▸ Description of the task:
Write out the data exactly from its first line onward, ending with the line in which "use tracing::instrument;" appears.

▸ Source records:

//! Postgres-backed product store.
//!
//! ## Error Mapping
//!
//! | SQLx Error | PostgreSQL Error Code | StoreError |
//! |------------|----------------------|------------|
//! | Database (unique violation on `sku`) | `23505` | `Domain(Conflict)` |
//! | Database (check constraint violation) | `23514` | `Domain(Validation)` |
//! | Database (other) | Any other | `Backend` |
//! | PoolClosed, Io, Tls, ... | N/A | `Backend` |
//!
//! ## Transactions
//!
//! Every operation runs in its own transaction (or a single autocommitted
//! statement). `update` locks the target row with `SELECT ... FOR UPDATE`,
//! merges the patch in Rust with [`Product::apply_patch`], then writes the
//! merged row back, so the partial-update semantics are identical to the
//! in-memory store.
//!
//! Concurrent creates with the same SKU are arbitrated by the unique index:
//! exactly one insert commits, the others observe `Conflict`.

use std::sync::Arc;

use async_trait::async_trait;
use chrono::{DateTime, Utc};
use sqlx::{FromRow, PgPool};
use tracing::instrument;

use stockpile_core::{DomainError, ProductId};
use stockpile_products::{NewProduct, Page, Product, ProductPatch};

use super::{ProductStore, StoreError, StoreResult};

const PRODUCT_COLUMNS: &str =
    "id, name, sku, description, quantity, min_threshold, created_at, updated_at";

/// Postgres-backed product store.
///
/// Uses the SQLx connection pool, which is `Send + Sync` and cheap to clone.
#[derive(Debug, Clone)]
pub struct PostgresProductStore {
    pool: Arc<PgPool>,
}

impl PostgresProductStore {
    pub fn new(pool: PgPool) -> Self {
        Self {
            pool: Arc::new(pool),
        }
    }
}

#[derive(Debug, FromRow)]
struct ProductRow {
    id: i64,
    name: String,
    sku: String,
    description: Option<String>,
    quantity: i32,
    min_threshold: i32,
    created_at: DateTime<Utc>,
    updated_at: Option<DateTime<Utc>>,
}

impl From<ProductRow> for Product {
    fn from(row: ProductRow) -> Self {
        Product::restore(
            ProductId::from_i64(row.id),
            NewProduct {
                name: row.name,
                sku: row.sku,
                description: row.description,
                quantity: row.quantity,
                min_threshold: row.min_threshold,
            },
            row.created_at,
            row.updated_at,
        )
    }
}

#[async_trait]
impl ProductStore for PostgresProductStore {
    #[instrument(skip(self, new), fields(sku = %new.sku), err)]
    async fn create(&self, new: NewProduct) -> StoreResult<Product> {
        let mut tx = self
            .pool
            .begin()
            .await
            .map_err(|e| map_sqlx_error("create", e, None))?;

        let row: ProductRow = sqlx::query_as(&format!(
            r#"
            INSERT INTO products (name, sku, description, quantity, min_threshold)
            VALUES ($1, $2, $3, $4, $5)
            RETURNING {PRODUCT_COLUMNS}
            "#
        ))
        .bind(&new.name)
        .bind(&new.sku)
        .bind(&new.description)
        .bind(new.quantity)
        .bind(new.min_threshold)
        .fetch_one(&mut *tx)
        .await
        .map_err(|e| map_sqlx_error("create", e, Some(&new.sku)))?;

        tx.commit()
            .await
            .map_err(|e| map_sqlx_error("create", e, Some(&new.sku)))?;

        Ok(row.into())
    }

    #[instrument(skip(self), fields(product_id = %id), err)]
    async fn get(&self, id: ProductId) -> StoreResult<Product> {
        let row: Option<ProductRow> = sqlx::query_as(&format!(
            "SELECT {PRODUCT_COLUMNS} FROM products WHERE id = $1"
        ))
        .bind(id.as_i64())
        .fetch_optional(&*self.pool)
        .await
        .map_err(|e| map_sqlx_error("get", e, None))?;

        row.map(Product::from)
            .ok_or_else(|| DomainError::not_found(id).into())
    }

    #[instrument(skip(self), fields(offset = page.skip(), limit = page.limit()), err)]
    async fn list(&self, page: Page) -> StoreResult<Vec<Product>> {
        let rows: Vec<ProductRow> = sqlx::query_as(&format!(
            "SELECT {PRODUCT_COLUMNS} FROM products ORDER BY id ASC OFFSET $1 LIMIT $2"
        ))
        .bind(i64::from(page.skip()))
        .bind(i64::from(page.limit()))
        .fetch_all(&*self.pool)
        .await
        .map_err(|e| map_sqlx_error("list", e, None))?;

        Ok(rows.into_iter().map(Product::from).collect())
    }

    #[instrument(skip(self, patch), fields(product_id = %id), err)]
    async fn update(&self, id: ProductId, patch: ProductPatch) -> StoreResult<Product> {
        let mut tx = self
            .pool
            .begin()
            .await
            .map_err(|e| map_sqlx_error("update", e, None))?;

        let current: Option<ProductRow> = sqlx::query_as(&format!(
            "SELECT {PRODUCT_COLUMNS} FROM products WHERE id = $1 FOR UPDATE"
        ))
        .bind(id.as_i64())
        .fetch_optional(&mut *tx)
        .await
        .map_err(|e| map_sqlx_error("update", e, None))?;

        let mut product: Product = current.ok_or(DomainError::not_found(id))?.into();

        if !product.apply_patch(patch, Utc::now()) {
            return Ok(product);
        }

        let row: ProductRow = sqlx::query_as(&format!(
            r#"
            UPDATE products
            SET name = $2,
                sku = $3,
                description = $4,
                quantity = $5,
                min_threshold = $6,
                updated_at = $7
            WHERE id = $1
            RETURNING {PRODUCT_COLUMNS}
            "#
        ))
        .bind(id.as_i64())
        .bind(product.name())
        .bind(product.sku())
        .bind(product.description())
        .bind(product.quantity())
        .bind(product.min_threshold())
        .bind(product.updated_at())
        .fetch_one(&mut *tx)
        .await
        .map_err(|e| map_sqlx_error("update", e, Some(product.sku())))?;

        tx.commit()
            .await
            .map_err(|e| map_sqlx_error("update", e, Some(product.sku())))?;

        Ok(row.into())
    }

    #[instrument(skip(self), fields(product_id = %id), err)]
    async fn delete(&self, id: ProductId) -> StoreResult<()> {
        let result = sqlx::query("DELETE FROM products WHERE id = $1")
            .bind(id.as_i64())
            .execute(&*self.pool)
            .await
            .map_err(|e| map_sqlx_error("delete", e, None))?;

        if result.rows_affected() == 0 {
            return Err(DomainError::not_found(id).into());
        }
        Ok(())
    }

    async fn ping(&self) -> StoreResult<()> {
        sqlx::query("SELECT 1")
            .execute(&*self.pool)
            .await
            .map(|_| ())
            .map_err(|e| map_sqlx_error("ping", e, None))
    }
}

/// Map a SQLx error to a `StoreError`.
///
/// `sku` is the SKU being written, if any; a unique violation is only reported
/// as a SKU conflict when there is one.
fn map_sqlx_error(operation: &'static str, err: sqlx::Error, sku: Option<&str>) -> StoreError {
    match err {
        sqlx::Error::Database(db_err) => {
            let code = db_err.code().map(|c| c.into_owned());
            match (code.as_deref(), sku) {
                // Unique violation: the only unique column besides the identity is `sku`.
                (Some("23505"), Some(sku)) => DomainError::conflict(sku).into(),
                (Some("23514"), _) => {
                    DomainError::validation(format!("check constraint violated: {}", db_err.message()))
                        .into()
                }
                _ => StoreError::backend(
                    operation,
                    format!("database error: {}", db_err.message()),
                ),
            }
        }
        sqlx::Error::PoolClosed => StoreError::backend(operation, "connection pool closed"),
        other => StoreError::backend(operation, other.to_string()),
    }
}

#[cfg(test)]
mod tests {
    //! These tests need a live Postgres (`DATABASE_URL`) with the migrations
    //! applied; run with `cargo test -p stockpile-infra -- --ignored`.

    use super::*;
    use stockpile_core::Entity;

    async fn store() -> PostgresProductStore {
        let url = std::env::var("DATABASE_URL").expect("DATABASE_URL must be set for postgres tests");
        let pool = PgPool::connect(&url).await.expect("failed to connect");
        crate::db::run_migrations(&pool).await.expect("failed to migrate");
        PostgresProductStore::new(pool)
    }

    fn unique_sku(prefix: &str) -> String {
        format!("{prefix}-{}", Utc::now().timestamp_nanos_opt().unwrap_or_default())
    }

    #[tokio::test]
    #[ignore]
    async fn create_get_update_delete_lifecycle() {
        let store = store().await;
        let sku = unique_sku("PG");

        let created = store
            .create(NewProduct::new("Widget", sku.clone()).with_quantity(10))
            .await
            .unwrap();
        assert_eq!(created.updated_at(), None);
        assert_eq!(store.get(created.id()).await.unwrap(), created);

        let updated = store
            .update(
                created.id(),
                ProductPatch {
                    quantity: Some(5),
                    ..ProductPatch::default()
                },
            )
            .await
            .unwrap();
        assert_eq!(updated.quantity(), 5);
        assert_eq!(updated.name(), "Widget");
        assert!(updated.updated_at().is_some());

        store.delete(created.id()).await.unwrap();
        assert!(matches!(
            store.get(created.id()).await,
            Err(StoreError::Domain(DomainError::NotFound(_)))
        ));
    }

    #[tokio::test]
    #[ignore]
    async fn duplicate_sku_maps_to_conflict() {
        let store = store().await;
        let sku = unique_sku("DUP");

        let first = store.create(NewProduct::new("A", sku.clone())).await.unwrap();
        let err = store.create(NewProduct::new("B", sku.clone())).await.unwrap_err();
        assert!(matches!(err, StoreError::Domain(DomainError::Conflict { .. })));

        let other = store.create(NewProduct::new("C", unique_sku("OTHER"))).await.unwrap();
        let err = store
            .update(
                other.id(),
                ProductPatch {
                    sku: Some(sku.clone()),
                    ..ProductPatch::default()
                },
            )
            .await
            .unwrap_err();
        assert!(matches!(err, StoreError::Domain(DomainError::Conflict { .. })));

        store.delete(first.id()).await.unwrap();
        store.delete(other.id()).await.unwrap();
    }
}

▸ Reply:
//! Postgres-backed product store.
//!
//! ## Error Mapping
//!
//! | SQLx Error | PostgreSQL Error Code | StoreError |
//! |------------|----------------------|------------|
//! | Database (unique violation on `sku`) | `23505` | `Domain(Conflict)` |
//! | Database (check constraint violation) | `23514` | `Domain(Validation)` |
//! | Database (other) | Any other | `Backend` |
//! | PoolClosed, Io, Tls, ... | N/A | `Backend` |
//!
//! ## Transactions
//!
//! Every operation runs in its own transaction (or a single autocommitted
//! statement). `update` locks the target row with `SELECT ... FOR UPDATE`,
//! merges the patch in Rust with [`Product::apply_patch`], then writes the
//! merged row back, so the partial-update semantics are identical to the
//! in-memory store.
//!
//! Concurrent creates with the same SKU are arbitrated by the unique index:
//! exactly one insert commits, the others observe `Conflict`.

use std::sync::Arc;

use async_trait::async_trait;
use chrono::{DateTime, Utc};
use sqlx::{FromRow, PgPool};
use tracing::instrument;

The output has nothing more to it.